The later part of this episode is one of the greatest summaries of the culture War problem and how to conceptualize it I’ve ever heard. It’s solid gold and could give birth to tons of discussion. Starts about an hour fifteen in.
As for the first half of the discussion, which was about evolution and religion and/or morality, it was less clear, because the answers to those questions don’t lie before our eyes. It’s an attempt to peek behind the veil of our fundamental being. Who or what is really in control, or what is the true origin, or what is the best level at which to approach understanding of ethical and religious phenomena?
I have to side with Jordan on this one, or at least side against Bret because he’s saying absurd things. Bret is ascribing the phenomenological qualities of individuals, and particularly minds, to genes and genetic mechanisms. He’s anthropomorphizing and deifying genes, talking about genes wanting this or desiring that. Genes choosing and deciding and planning and making determinations and pursuing plans and purposes. What does he think genes are? Genes are a structure of molecules, a string of sugars and phosphates. What do sugars and phosphates want?
Genes are a mechanism. But what they really are, in relation to life (and particularly humans) is a much stranger question, which is why even materialists like Bret end up making silly statements, talking about them like they’re people or gods. Because although their matter consists in sugars and phosphates, their essence consists in information and purpose. Neither of which are strictly material, though they can be materially represented.
So when Jordan suggests that maybe it’s those things we experience as the only things that have those phenomenological qualities (mind, consciousness, purpose, some concept of soul perhaps?) that shape and direct the mechanisms, rather than the other way round (because it is not clear in what sense they contain it, as it is absurd to talk of genes wanting some end), he’s not suggesting anything so absurd as it might appear at first blush. And it’s the absurdity of ascribing phenomenological, creaturely, teleological, mental, and emotional qualities to materialistic structures that reveals that some step has been misplaced.

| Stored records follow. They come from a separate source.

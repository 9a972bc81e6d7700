//! ConversationBridge - stateless chat request against a stateful upstream.
//!
//! Each call runs strictly in sequence:
//!
//! 1. resolve the caller's handle, minting a new conversation when it is
//!    absent or no longer known upstream
//! 2. append the prompt as a user message
//! 3. generate a reply, either buffered (polling with capped backoff) or as
//!    a relayed event stream
//! 4. for buffered calls, extract the text of the latest assistant message
//!
//! The handle is returned to the caller; nothing is kept between calls.

use std::sync::Arc;

use thiserror::Error;
use tokio::time::sleep;

use super::relay::{relay, OpenStream, RelayStream};
use crate::domain::backoff::BackoffPolicy;
use crate::domain::conversation::{
    extract_reply_text, ConversationHandle, MessageRole, RunState,
};
use crate::ports::{ApiError, ConversationApi, GenerateOptions, Generation};

/// Default upper bound on prompt length, in characters.
pub const DEFAULT_MAX_PROMPT_CHARS: usize = 4000;

/// Tunables for the bridge.
#[derive(Debug, Clone, PartialEq)]
pub struct BridgeSettings {
    /// Poll schedule for asynchronous generations.
    pub backoff: BackoffPolicy,
    /// Check a supplied handle with `get_conversation` before appending.
    pub verify_handle: bool,
    /// Prompts longer than this are rejected.
    pub max_prompt_chars: usize,
}

impl Default for BridgeSettings {
    fn default() -> Self {
        Self {
            backoff: BackoffPolicy::default(),
            verify_handle: false,
            max_prompt_chars: DEFAULT_MAX_PROMPT_CHARS,
        }
    }
}

/// Command to send one chat message.
#[derive(Debug, Clone)]
pub struct ChatCommand {
    /// Visitor text, forwarded verbatim.
    pub prompt: String,
    /// Handle from a previous reply, if any.
    pub handle: Option<ConversationHandle>,
    /// Model override.
    pub model: Option<String>,
}

impl ChatCommand {
    pub fn new(prompt: impl Into<String>) -> Self {
        Self {
            prompt: prompt.into(),
            handle: None,
            model: None,
        }
    }

    pub fn with_handle(mut self, handle: Option<ConversationHandle>) -> Self {
        self.handle = handle;
        self
    }

    pub fn with_model(mut self, model: Option<String>) -> Self {
        self.model = model.filter(|m| !m.trim().is_empty());
        self
    }

    fn generate_options(&self) -> GenerateOptions {
        GenerateOptions {
            model: self.model.clone(),
        }
    }
}

/// Result of a buffered chat call.
#[derive(Debug, Clone, PartialEq, Eq)]
pub struct ChatReply {
    pub reply: String,
    pub handle: ConversationHandle,
}

/// Result of a streaming chat call.
pub struct ChatStream {
    pub handle: ConversationHandle,
    pub body: RelayStream,
}

/// Errors surfaced to the caller.
#[derive(Debug, Clone, Error)]
pub enum BridgeError {
    #[error("{0}")]
    InvalidInput(String),

    #[error("configuration error: {0}")]
    Configuration(String),

    #[error("upstream request failed ({status}): {payload}")]
    Upstream {
        status: u16,
        payload: serde_json::Value,
    },

    #[error("generation did not complete (last state: {last_state})")]
    GenerationIncomplete { last_state: RunState },

    #[error("stream relay failed: {message}")]
    StreamRelay { message: String },

    #[error("network error: {0}")]
    Network(String),

    #[error("parse error: {0}")]
    Parse(String),
}

impl From<ApiError> for BridgeError {
    fn from(err: ApiError) -> Self {
        match err {
            ApiError::Configuration(msg) => BridgeError::Configuration(msg),
            ApiError::Upstream { status, payload } => BridgeError::Upstream { status, payload },
            ApiError::Network(msg) => BridgeError::Network(msg),
            ApiError::Parse(msg) => BridgeError::Parse(msg),
        }
    }
}

/// Bridges stateless chat calls to the upstream conversation API.
pub struct ConversationBridge<A: ?Sized + ConversationApi> {
    api: Arc<A>,
    settings: BridgeSettings,
}

impl<A: ?Sized + ConversationApi> ConversationBridge<A> {
    pub fn new(api: Arc<A>, settings: BridgeSettings) -> Self {
        Self { api, settings }
    }

    pub fn settings(&self) -> &BridgeSettings {
        &self.settings
    }

    /// Rejects blank or oversized prompts before any upstream call.
    pub fn validate(&self, cmd: &ChatCommand) -> Result<(), BridgeError> {
        if cmd.prompt.trim().is_empty() {
            return Err(BridgeError::InvalidInput(
                "prompt must be a non-empty string".to_string(),
            ));
        }
        if cmd.prompt.chars().count() > self.settings.max_prompt_chars {
            return Err(BridgeError::InvalidInput(format!(
                "prompt exceeds {} characters",
                self.settings.max_prompt_chars
            )));
        }
        Ok(())
    }

    /// Sends the prompt and waits for the full reply.
    pub async fn reply(&self, cmd: ChatCommand) -> Result<ChatReply, BridgeError> {
        self.validate(&cmd)?;

        let handle = self.resolve_and_append(cmd.handle.clone(), &cmd.prompt).await?;

        let generation = self
            .api
            .generate_reply(&handle, &cmd.generate_options())
            .await?;
        self.wait_for_generation(&handle, generation).await?;

        let messages = self.api.list_messages(&handle).await?;
        let reply = extract_reply_text(&messages);
        if reply.is_empty() {
            tracing::warn!(conversation = %handle, "generation completed without assistant text");
        }

        Ok(ChatReply { reply, handle })
    }

    /// Sends the prompt and returns a relayed reply stream.
    ///
    /// Handle resolution and append complete before this returns, so their
    /// failures are ordinary errors. The upstream stream is opened by the
    /// relay after the handle frame, and an open failure arrives in-band.
    pub async fn stream(&self, cmd: ChatCommand) -> Result<ChatStream, BridgeError>
    where
        A: 'static,
    {
        self.validate(&cmd)?;

        let handle = self.resolve_and_append(cmd.handle.clone(), &cmd.prompt).await?;

        let api = Arc::clone(&self.api);
        let options = cmd.generate_options();
        let target = handle.clone();
        let open: OpenStream =
            Box::pin(async move { api.open_reply_stream(&target, &options).await });

        tracing::debug!(conversation = %handle, "relaying reply stream");
        Ok(ChatStream {
            body: relay(handle.clone(), open),
            handle,
        })
    }

    /// Appends the prompt, replacing a missing or expired handle once.
    async fn resolve_and_append(
        &self,
        handle: Option<ConversationHandle>,
        prompt: &str,
    ) -> Result<ConversationHandle, BridgeError> {
        let Some(handle) = handle else {
            return self.start_conversation(prompt).await;
        };

        if self.settings.verify_handle {
            match self.api.get_conversation(&handle).await {
                Ok(()) => {}
                Err(err) if err.is_not_found() => {
                    tracing::warn!(stale = %handle, "conversation not found upstream; starting a new one");
                    return self.start_conversation(prompt).await;
                }
                Err(err) => return Err(err.into()),
            }
        }

        match self.api.append_message(&handle, MessageRole::User, prompt).await {
            Ok(()) => Ok(handle),
            Err(err) if err.is_not_found() => {
                tracing::warn!(stale = %handle, error = %err, "conversation handle rejected; starting a new one");
                self.start_conversation(prompt).await
            }
            Err(err) => Err(err.into()),
        }
    }

    async fn start_conversation(&self, prompt: &str) -> Result<ConversationHandle, BridgeError> {
        let handle = self.api.create_conversation().await?;
        tracing::info!(conversation = %handle, "started conversation");

        self.api
            .append_message(&handle, MessageRole::User, prompt)
            .await?;
        Ok(handle)
    }

    /// Polls until the generation completes or the backoff budget runs out.
    async fn wait_for_generation(
        &self,
        handle: &ConversationHandle,
        generation: Generation,
    ) -> Result<(), BridgeError> {
        let Some(mut last_state) = generation.status.clone() else {
            return Ok(());
        };

        for (attempt, delay) in self.settings.backoff.delays().enumerate() {
            if last_state.is_completed() {
                return Ok(());
            }
            if last_state.is_terminal_failure() {
                break;
            }

            sleep(delay).await;
            let polled = self.api.get_generation(handle, &generation.id).await?;
            tracing::debug!(
                conversation = %handle,
                generation = %generation.id,
                attempt = attempt + 1,
                status = ?polled.status,
                "polled generation"
            );

            match polled.status {
                Some(state) => last_state = state,
                None => return Ok(()),
            }
        }

        if last_state.is_completed() {
            return Ok(());
        }

        tracing::warn!(
            conversation = %handle,
            generation = %generation.id,
            last_state = %last_state,
            "generation did not complete"
        );
        Err(BridgeError::GenerationIncomplete { last_state })
    }
}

I don’t think this in any way solves the problem, or that it means that Jordan is exactly right with whatever theory he is proposing, only that it’s not so absurd as it might seem, and Bret’s proposal is more absurd than it seems. And on balance Jordan is the wiser because he is more open, because he’s more clear about the fact that he’s confronting something he doesn’t fully understand and hasn’t grasped yet, and there’s a kind of wisdom in that. Bret is a little too sure of what he thinks he knows, and it blinds him to his own absurdities. And if you argue back that, well, those statements he made weren’t meant to be literally true, they’re a metaphor of a larger non-material reality, then you’re right back in the realm of religious representation, in fact you’ve gone right round the house without realizing that you’ve never left it.